_WORK TASK_. Lines holding the string "CompletionError" in the listing below are to be copied.

_THE RECORDS_.
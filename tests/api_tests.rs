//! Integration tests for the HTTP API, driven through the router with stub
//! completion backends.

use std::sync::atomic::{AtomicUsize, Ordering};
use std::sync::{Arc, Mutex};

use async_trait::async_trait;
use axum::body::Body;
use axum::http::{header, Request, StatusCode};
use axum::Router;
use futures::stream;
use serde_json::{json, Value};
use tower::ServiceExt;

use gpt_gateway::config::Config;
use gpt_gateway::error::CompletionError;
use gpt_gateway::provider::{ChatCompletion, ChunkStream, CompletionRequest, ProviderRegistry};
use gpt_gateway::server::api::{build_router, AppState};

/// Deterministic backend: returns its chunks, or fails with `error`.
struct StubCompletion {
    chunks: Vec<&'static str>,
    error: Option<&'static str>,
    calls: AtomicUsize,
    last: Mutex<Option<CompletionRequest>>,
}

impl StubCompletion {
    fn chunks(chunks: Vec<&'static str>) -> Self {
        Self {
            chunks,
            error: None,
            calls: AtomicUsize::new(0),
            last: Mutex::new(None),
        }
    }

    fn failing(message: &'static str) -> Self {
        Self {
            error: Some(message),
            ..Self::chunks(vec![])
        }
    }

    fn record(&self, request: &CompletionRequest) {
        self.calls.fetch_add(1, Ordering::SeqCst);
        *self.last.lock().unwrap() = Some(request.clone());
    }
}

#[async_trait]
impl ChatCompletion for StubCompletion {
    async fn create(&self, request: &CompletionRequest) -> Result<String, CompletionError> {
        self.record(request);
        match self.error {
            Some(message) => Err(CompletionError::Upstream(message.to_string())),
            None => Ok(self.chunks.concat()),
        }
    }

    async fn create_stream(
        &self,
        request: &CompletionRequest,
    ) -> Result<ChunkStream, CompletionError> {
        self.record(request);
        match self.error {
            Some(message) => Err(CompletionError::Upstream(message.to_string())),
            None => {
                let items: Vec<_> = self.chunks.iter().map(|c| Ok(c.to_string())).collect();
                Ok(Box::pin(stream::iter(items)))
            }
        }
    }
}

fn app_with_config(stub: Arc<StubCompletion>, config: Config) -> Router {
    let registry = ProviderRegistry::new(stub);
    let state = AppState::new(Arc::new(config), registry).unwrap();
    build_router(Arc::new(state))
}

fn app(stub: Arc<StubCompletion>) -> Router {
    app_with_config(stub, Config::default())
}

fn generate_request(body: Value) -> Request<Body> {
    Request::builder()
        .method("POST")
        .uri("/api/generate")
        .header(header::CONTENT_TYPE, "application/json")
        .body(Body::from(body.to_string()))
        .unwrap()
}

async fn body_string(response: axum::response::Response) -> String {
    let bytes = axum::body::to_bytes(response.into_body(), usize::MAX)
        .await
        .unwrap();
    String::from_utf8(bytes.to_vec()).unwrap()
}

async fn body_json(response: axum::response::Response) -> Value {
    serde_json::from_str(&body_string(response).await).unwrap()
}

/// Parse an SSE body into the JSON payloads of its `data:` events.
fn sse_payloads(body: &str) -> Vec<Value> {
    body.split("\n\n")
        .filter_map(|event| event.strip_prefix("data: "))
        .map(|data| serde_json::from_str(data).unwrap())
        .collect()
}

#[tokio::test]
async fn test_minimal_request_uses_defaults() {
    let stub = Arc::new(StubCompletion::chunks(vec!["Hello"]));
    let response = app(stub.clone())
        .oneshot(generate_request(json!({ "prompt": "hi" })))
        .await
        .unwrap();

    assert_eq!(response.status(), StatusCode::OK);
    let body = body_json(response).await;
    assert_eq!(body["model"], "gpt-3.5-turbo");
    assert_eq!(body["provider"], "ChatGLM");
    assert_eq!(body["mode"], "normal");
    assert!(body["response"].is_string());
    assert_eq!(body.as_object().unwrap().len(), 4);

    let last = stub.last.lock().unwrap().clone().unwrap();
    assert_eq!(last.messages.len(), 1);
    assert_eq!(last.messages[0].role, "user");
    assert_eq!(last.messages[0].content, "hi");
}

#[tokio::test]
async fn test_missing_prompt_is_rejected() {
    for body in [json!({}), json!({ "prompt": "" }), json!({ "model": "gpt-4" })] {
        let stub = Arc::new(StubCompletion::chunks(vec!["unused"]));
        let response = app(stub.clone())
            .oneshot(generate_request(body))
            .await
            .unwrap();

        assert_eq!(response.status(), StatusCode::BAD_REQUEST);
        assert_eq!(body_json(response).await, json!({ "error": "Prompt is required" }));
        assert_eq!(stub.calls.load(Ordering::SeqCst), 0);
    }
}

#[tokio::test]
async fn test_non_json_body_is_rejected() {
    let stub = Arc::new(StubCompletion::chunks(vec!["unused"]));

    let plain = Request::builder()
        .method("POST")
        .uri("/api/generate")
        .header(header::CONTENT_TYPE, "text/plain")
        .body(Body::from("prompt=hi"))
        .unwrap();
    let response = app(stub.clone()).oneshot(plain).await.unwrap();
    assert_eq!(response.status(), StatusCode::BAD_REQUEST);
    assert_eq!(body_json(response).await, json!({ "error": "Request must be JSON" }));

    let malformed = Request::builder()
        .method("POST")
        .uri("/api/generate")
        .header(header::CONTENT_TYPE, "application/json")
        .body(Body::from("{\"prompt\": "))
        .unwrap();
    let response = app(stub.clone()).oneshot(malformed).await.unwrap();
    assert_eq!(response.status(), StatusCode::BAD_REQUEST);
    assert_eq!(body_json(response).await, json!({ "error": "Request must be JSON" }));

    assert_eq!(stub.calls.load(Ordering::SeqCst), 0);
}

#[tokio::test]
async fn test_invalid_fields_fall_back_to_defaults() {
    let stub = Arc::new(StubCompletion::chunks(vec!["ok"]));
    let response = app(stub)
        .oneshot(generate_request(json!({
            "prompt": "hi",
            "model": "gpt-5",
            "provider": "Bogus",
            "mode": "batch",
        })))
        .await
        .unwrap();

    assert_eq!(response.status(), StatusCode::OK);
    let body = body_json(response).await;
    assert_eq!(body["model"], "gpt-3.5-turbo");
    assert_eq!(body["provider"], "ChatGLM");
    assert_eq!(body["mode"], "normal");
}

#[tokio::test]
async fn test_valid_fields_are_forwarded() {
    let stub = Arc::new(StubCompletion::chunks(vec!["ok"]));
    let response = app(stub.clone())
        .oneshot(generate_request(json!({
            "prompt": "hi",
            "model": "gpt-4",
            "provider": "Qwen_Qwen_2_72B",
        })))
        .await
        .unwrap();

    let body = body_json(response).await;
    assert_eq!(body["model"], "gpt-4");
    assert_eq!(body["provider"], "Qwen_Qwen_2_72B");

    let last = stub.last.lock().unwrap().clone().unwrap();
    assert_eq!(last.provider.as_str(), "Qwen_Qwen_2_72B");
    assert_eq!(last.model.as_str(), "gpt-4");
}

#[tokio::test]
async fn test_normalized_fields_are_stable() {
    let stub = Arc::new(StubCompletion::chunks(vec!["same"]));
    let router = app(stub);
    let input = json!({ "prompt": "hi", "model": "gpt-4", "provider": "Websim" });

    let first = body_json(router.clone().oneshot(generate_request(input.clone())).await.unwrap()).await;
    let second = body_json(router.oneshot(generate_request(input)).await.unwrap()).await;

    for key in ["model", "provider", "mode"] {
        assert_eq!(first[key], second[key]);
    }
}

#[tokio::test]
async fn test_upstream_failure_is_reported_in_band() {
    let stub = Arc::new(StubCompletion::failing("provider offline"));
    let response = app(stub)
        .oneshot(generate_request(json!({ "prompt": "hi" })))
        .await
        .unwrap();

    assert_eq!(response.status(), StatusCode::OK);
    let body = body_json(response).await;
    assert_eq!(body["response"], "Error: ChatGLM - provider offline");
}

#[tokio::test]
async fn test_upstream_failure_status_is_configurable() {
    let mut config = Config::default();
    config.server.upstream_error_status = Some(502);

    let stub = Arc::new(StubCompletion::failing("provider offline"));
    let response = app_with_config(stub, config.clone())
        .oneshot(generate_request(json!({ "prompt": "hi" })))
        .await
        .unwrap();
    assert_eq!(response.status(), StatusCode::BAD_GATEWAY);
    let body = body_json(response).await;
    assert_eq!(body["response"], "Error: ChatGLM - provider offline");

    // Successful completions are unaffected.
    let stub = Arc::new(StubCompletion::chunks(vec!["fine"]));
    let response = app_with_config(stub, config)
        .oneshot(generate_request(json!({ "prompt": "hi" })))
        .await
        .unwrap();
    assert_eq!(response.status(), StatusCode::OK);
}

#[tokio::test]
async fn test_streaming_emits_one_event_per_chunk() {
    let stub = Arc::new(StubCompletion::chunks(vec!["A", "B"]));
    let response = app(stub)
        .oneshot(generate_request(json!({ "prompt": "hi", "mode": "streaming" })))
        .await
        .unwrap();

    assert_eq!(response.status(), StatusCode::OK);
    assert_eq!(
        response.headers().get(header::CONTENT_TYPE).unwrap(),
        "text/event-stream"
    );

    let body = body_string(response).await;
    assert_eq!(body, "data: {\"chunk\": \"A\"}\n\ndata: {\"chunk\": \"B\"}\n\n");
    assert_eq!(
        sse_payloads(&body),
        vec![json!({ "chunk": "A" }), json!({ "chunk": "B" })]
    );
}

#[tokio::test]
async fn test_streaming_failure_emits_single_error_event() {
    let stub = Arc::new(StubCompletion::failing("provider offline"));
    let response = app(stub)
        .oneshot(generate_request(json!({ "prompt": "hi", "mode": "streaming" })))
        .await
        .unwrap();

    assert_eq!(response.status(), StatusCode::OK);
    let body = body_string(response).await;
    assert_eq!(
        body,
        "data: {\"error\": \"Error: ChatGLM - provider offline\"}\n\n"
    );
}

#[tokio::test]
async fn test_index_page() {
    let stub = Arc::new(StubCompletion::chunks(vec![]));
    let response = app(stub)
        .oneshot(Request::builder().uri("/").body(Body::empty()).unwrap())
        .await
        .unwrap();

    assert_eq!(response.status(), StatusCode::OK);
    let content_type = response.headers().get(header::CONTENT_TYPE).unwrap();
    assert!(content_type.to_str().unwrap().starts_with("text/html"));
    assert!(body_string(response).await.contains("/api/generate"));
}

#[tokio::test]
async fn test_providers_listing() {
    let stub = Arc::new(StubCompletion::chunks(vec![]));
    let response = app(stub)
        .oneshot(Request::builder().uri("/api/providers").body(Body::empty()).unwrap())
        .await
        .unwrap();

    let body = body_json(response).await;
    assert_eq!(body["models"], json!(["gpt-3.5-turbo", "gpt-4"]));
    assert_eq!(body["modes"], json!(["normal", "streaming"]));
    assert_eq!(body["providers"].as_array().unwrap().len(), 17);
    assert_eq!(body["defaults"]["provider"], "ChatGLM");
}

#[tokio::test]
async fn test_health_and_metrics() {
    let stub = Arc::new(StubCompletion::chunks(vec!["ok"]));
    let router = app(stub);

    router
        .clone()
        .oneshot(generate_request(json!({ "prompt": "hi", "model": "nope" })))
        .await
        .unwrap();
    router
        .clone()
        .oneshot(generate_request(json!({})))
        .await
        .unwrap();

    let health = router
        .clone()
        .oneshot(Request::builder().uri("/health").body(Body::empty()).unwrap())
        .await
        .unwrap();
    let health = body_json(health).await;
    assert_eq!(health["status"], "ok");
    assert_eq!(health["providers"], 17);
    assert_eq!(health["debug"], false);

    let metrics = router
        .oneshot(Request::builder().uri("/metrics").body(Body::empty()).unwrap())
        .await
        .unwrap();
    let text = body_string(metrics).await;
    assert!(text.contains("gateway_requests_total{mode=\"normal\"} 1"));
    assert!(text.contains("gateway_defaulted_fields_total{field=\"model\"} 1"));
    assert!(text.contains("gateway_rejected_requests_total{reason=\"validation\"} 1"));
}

_WRITTEN ANSWER_.
use gpt_gateway::error::CompletionError;
    async fn create(&self, request: &CompletionRequest) -> Result<String, CompletionError> {
            Some(message) => Err(CompletionError::Upstream(message.to_string())),
    ) -> Result<ChunkStream, CompletionError> {
            Some(message) => Err(CompletionError::Upstream(message.to_string())),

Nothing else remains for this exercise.